Enhanced syntheses of chitinase after statistical optimization have been reported by several investigators. For instance; a 141 % increase in Alcaligenes xylosoxydans (Vaiday et al. 2003), a 4.21 fold increase in Pantoea dispersa (Vipul et al. 2006), a 29 % increase in Streptomyces sp. NK1057, a 9.3 % increase in Streptomyces sp. NK528, a 28 % increase in Streptomyces sp. NK 951 (Nawani and Kapadnis 2005), and from 616 to 1475 (U/IDS) increase in Enterobacter sp. NRG4 (Neetu et al. 2005) have all been reported. Recently, Suresh et al. (2011a) reported a 4.5 fold increase in N-acetylhexosaminidase production by P. monoverticillium CFR2 under SSF after statistical optimization. To the best of our knowledge the present study is the first of its kind on fermentative production of GlcNAc from shrimp bio-waste and its optimization by RSM. It is very difficult to compare, in terms of magnitude, the results of chitinolytic activity observed during SSF using shrimp bio-waste with other types of solid substrates used by investigators as well as those reported in the literature since the chemical compositions of the solid substrates vary diversely and may strongly influence the rate of solid state fermentation. Further the differences in chitinase yields could be related to the type of organism, culture vessel, and methods of chitinase assays.

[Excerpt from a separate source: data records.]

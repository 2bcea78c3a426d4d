// SPDX-License-Identifier: GPL-3.0-only
//! Override-redirect X11 windows used as dimming masks

use std::sync::Arc;

use anyhow::{Context, Result};
use x11rb::connection::Connection;
use x11rb::protocol::shape::{self, ConnectionExt as ShapeExt};
use x11rb::protocol::xproto::{
    Atom, AtomEnum, ClipOrdering, ConfigureWindowAux, ConnectionExt as XprotoExt, CreateWindowAux, PropMode,
    StackMode, Window, WindowClass,
};
use x11rb::rust_connection::RustConnection;
use x11rb::wrapper::ConnectionExt as WrapperExt;

use super::{MaskFactory, VisualMask, opacity_fraction};
use crate::monitor::MonitorDescriptor;
use crate::monitor::x11::X11Display;

const OVERRIDE_REDIRECT: u32 = 1;
/// Pixel value for black on TrueColor visuals
const BLACK_PIXEL: u32 = 0;

fn opacity_value(percent: u8) -> u32 {
    (opacity_fraction(percent) * f64::from(u32::MAX)) as u32
}

pub struct X11Mask {
    conn: Arc<RustConnection>,
    window: Window,
    opacity_atom: Atom,
    visible: bool,
}

impl VisualMask for X11Mask {
    fn show(&mut self) -> Result<()> {
        if !self.visible {
            self.conn.map_window(self.window).context("Failed to map mask window")?;
            self.visible = true;
        }
        self.conn
            .configure_window(self.window, &ConfigureWindowAux::new().stack_mode(StackMode::ABOVE))
            .context("Failed to raise mask window")?;
        self.conn.flush().context("Failed to flush X11 connection")?;
        Ok(())
    }

    fn hide(&mut self) -> Result<()> {
        if self.visible {
            self.conn.unmap_window(self.window).context("Failed to unmap mask window")?;
            self.conn.flush().context("Failed to flush X11 connection")?;
            self.visible = false;
        }
        Ok(())
    }

    fn set_opacity(&mut self, percent: u8) -> Result<()> {
        self.conn
            .change_property32(
                PropMode::REPLACE,
                self.window,
                self.opacity_atom,
                AtomEnum::CARDINAL,
                &[opacity_value(percent)],
            )
            .context("Failed to set mask opacity")?;
        self.conn.flush().context("Failed to flush X11 connection")?;
        Ok(())
    }
}

impl Drop for X11Mask {
    fn drop(&mut self) {
        let _ = self.conn.destroy_window(self.window);
        let _ = self.conn.flush();
    }
}

pub struct X11MaskFactory {
    conn: Arc<RustConnection>,
    root: Window,
    depth: u8,
    visual: u32,
    opacity_atom: Atom,
}

impl X11MaskFactory {
    pub fn new(display: &X11Display) -> Result<Self> {
        let conn = display.connection();
        conn.shape_query_version()
            .context("Failed to query SHAPE version")?
            .reply()
            .context("SHAPE extension not available")?;
        let opacity_atom = conn
            .intern_atom(false, b"_NET_WM_WINDOW_OPACITY")
            .context("Failed to intern _NET_WM_WINDOW_OPACITY atom")?
            .reply()
            .context("Failed to get reply for _NET_WM_WINDOW_OPACITY atom")?
            .atom;

        Ok(Self {
            conn,
            root: display.root(),
            depth: display.root_depth(),
            visual: display.root_visual(),
            opacity_atom,
        })
    }
}

impl MaskFactory for X11MaskFactory {
    fn create(&mut self, monitor: &MonitorDescriptor, opacity_percent: u8) -> Result<Box<dyn VisualMask>> {
        let b = monitor.bounds;
        let window = self.conn.generate_id().context("Failed to generate X11 window ID")?;
        self.conn
            .create_window(
                self.depth,
                window,
                self.root,
                b.x as i16,
                b.y as i16,
                b.width.clamp(1, u32::from(u16::MAX)) as u16,
                b.height.clamp(1, u32::from(u16::MAX)) as u16,
                0,
                WindowClass::INPUT_OUTPUT,
                self.visual,
                &CreateWindowAux::new()
                    .override_redirect(OVERRIDE_REDIRECT)
                    .background_pixel(BLACK_PIXEL),
            )
            .with_context(|| format!("Failed to create mask window for {}", monitor.id))?;

        // Empty input region: pointer events fall through to whatever is below
        self.conn
            .shape_rectangles(shape::SO::SET, shape::SK::INPUT, ClipOrdering::UNSORTED, window, 0, 0, &[])
            .with_context(|| format!("Failed to make mask for {} click-through", monitor.id))?;

        let mut mask = X11Mask {
            conn: Arc::clone(&self.conn),
            window,
            opacity_atom: self.opacity_atom,
            visible: false,
        };
        mask.set_opacity(opacity_percent)?;
        debug!(monitor = %monitor.id, "created mask window {}", window);
        Ok(Box::new(mask))
    }
}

Even though the enzymatic degradation shrimp shells are eco-friendly, it is more complex since it involves both the production of the enzyme and the digestion of the substrate (Bruno et al. 2003). Concomitant production of enzymes and antioxidant materials from seafood processing chitin-rich bio-materials such as squid pens, shrimp, and crab shells have been attempted employing SmF (Wang et al. 2010; Annamalai et al. 2011). Recently, enzymatic degradation of shrimp shells and production of GlcNAc has been reported (Suresh and Anil Kumar 2012) and the present study and previous studies conducted by the author strongly indicate the scope for the concomitant production of chitinase and bio-active molecules such as GlcNAc by marine bacteria employing the economical SSF process using inexpensive and easily available shrimp bio-waste.

Conclusions

Based on the results obtained from the present investigation it is concluded that marine bacteria are ideal biocatalysts by virtue of their chitinase producing ability for possible biodegradation and reclamation of the abundant chitinous shrimp shell bio-waste in addition to the concomitant production of chitinase and GlcNAc. Five different species of marine bacteria with potential for industrial production of chitinase and GlcNAc were also recognized. Further SSF could be the ideal bioprocess not only for effective utilization of these bio-wastes but also for economic production of chitinase and GlcNAc in a large scale setting since shrimp bio-wastes have demonstrated their suitability as solid substrates for fermentation by bacteria. There is no doubt this concomitant approach of simultaneous production of an industrial enzyme and a value added bioproduct could turn into an important element in the efficient management of this abundant bio-waste in the future. This attractive eco-friendly integrated biotechnological solution will not only minimize the environmental problems due to shrimp bio-waste disposal, but also promote the economic value of this marine bio-material.